→ What you are asked to do:
Please state how many lines of the material contain "crate", giving nothing but the number.

[Data — start]

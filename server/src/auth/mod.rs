mod basic;
mod bearer_token;

pub mod jwt;
pub mod rsa;

use actix_web::HttpRequest;
use novedades_misc::api;
use novedades_misc::api::user::User;

use crate::context::ServerContext;

/// The configured administrator account has no database row; it is
/// synthesized with this reserved id (sqlite rowids start at 1).
pub const BOOTSTRAP_ADMIN_ID: u64 = 0;

pub fn bootstrap_admin_user() -> User {
    User {
        id: BOOTSTRAP_ADMIN_ID,
        name: String::from("admin"),
        full_name: String::from("Administrador"),
        email: String::new(),
        role: String::from("Admin"),
        active: true,
        jefe_id: None,
        segundo_jefe_id: None,
        create_time: 0,
        update_time: 0,
    }
}

#[macro_export]
macro_rules! auth_request {
    ($sc:expr, $req:expr) => {
        match $crate::auth::auth_request_raw($sc, &$req) {
            $crate::auth::AuthResult::Ok(user) => user,
            $crate::auth::AuthResult::Failed(msg) => {
                return novedades_misc::api::Response::unauthorized(msg)
            }
        }
    };
}

pub enum AuthResult {
    Ok(User),
    Failed(String),
}

pub fn auth_request_raw(sc: &ServerContext, req: &HttpRequest) -> AuthResult {
    let auth_header = match req.headers().get(api::HEADER_AUTHORIZATION) {
        Some(header) => match header.to_str() {
            Ok(s) => s.to_string(),
            Err(_) => return AuthResult::failed("invalid authorization header value"),
        },
        None => return AuthResult::failed("missing authorization"),
    };

    let fields = auth_header.split_whitespace().collect::<Vec<&str>>();
    if fields.len() != 2 {
        return AuthResult::failed("invalid authorization header format");
    }

    let auth_type = fields[0];
    let auth = fields[1].to_string();

    let is_remote = if let Some(addr) = req.connection_info().peer_addr() {
        addr != "127.0.0.1"
    } else {
        true
    };

    match auth_type.to_lowercase().as_str() {
        "basic" => match basic::auth_basic(sc, auth, is_remote) {
            Ok(user) => AuthResult::Ok(user),
            Err(e) => AuthResult::Failed(format!("basic auth failed: {e:#}")),
        },
        "bearer" => match bearer_token::auth_bearer_token(sc, auth, is_remote) {
            Ok(user) => AuthResult::Ok(user),
            Err(e) => AuthResult::Failed(format!("bearer token auth failed: {e:#}")),
        },
        _ => AuthResult::failed("unsupported authorization type"),
    }
}

impl AuthResult {
    fn failed(msg: impl ToString) -> Self {
        Self::Failed(msg.to_string())
    }
}
use actix_web::HttpResponse;
use anyhow::Result;
use chrono::Utc;
use novedades_misc::api::audit::{AuditAction, SYSTEM_ACTOR};
use novedades_misc::api::user::User;
use novedades_misc::api::{self, Response};
use serde::{de::DeserializeOwned, Serialize};

use crate::db::types::{CreateAuditParams, Transaction};

pub mod audit;
pub mod comment;
pub mod factor;
pub mod healthz;
pub mod token;
pub mod user;

#[macro_export]
macro_rules! register_handlers {
    ($handler:ident) => {
        paste::paste! {
            pub async fn [< $handler _handler >](
                req: actix_web::HttpRequest,
                sc: actix_web::web::Data<std::sync::Arc<$crate::context::ServerContext>>,
            ) -> actix_web::HttpResponse {
                let f = || async move {
                    let user = $crate::auth_request!(sc.as_ref(), req);
                    let req = $crate::parse_request!(req);
                    $handler(req, user, sc.as_ref()).await
                };
                let resp = f().await;
                $crate::handlers::convert_response(resp)
            }
        }
    };

    ($handler:ident, $($rest:ident),* $(,)?) => {
        $crate::register_handlers!($handler);
        $crate::register_handlers!($($rest),*);
    };
}

pub fn convert_response<T>(resp: Response<T>) -> HttpResponse
where
    T: Serialize + DeserializeOwned,
{
    let mut http_resp = match resp.code {
        api::STATUS_OK => HttpResponse::Ok(),
        api::STATUS_BAD_REQUEST => HttpResponse::BadRequest(),
        api::STATUS_UNAUTHORIZED => HttpResponse::Unauthorized(),
        api::STATUS_FORBIDDEN => HttpResponse::Forbidden(),
        api::STATUS_NOT_FOUND => HttpResponse::NotFound(),
        _ => HttpResponse::InternalServerError(),
    };
    http_resp.json(resp)
}

/// Appends an audit entry in the same transaction as the action it records,
/// so a rolled-back action leaves no trace and a recorded action is never
/// lost.
pub fn record_audit(
    tx: &dyn Transaction,
    actor: Option<&User>,
    action: AuditAction,
    details: String,
) -> Result<()> {
    let now = Utc::now().timestamp() as u64;
    tx.create_audit(CreateAuditParams {
        timestamp: now,
        user_id: actor.map(|user| user.id),
        user_name: actor
            .map(|user| user.full_name.clone())
            .unwrap_or_else(|| String::from(SYSTEM_ACTOR)),
        action: action.name(),
        details,
    })
}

[Data — finish]

→ Output:
11